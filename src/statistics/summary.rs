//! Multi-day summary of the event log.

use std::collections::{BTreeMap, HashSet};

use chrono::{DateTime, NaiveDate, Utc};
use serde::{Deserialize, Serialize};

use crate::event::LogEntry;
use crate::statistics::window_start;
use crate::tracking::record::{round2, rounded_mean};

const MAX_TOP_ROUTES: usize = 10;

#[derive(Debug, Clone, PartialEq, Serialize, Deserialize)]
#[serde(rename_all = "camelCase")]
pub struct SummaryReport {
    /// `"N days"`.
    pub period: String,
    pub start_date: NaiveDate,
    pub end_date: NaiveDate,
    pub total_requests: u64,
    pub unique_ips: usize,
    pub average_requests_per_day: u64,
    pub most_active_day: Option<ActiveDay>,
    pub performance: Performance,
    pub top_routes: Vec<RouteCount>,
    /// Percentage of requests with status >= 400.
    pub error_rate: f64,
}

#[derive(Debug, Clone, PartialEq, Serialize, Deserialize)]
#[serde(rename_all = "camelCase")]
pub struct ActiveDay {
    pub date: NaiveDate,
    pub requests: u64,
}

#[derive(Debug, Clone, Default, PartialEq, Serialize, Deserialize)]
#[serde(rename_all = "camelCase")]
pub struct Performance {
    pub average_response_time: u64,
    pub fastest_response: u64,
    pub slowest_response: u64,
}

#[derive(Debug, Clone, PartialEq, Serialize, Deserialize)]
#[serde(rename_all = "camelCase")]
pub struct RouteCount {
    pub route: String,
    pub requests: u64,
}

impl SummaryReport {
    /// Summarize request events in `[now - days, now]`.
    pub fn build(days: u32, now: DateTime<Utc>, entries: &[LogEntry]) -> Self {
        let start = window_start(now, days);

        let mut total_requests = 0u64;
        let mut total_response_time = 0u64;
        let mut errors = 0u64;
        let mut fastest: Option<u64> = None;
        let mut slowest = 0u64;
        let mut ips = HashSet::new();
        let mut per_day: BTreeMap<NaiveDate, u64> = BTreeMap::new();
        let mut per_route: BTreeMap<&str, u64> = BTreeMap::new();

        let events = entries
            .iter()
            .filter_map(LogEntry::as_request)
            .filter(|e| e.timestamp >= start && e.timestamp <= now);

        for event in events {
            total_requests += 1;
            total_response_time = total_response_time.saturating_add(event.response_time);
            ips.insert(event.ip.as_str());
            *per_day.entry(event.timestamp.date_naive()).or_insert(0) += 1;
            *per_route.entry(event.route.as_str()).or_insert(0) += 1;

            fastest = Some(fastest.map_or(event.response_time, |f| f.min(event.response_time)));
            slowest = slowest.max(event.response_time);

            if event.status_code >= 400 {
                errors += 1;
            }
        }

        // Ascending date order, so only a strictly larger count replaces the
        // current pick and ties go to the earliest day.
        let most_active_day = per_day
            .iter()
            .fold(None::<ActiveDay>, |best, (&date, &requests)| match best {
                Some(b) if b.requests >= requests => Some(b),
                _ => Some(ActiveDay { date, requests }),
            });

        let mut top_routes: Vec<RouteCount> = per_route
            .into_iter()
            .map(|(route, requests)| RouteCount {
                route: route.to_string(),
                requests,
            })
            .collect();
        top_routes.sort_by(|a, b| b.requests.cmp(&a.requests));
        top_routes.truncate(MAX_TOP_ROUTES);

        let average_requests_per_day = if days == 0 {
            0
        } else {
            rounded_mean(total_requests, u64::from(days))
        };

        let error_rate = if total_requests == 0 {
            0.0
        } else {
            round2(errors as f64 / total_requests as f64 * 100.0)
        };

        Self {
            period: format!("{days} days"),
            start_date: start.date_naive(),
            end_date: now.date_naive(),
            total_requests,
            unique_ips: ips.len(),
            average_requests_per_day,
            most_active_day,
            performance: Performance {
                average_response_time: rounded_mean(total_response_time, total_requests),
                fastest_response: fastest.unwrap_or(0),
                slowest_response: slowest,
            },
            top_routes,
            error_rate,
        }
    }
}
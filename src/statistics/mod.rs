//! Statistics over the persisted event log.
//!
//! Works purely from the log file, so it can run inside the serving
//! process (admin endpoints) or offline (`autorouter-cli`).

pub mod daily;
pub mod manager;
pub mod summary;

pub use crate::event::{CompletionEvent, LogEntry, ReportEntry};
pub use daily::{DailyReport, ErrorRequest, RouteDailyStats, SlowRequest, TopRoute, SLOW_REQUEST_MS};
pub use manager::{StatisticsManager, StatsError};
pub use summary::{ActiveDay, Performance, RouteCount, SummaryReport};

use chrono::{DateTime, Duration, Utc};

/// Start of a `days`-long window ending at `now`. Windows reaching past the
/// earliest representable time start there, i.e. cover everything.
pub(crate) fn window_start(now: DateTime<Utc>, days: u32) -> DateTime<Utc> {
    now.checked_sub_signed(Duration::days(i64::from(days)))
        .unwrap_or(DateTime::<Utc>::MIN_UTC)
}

+++

ABOUT THIS TASK => Set down exactly the lines of the data above, beginning with the line that has "for event in" and ending with the line that has "(&date, &requests)| match", and no others.

ANSWER FOR THIS EXERCISE =>
        for event in events {
            total_requests += 1;
            total_response_time = total_response_time.saturating_add(event.response_time);
            ips.insert(event.ip.as_str());
            *per_day.entry(event.timestamp.date_naive()).or_insert(0) += 1;
            *per_route.entry(event.route.as_str()).or_insert(0) += 1;

            fastest = Some(fastest.map_or(event.response_time, |f| f.min(event.response_time)));
            slowest = slowest.max(event.response_time);

            if event.status_code >= 400 {
                errors += 1;
            }
        }

        // Ascending date order, so only a strictly larger count replaces the
        // current pick and ties go to the earliest day.
        let most_active_day = per_day
            .iter()
            .fold(None::<ActiveDay>, |best, (&date, &requests)| match best {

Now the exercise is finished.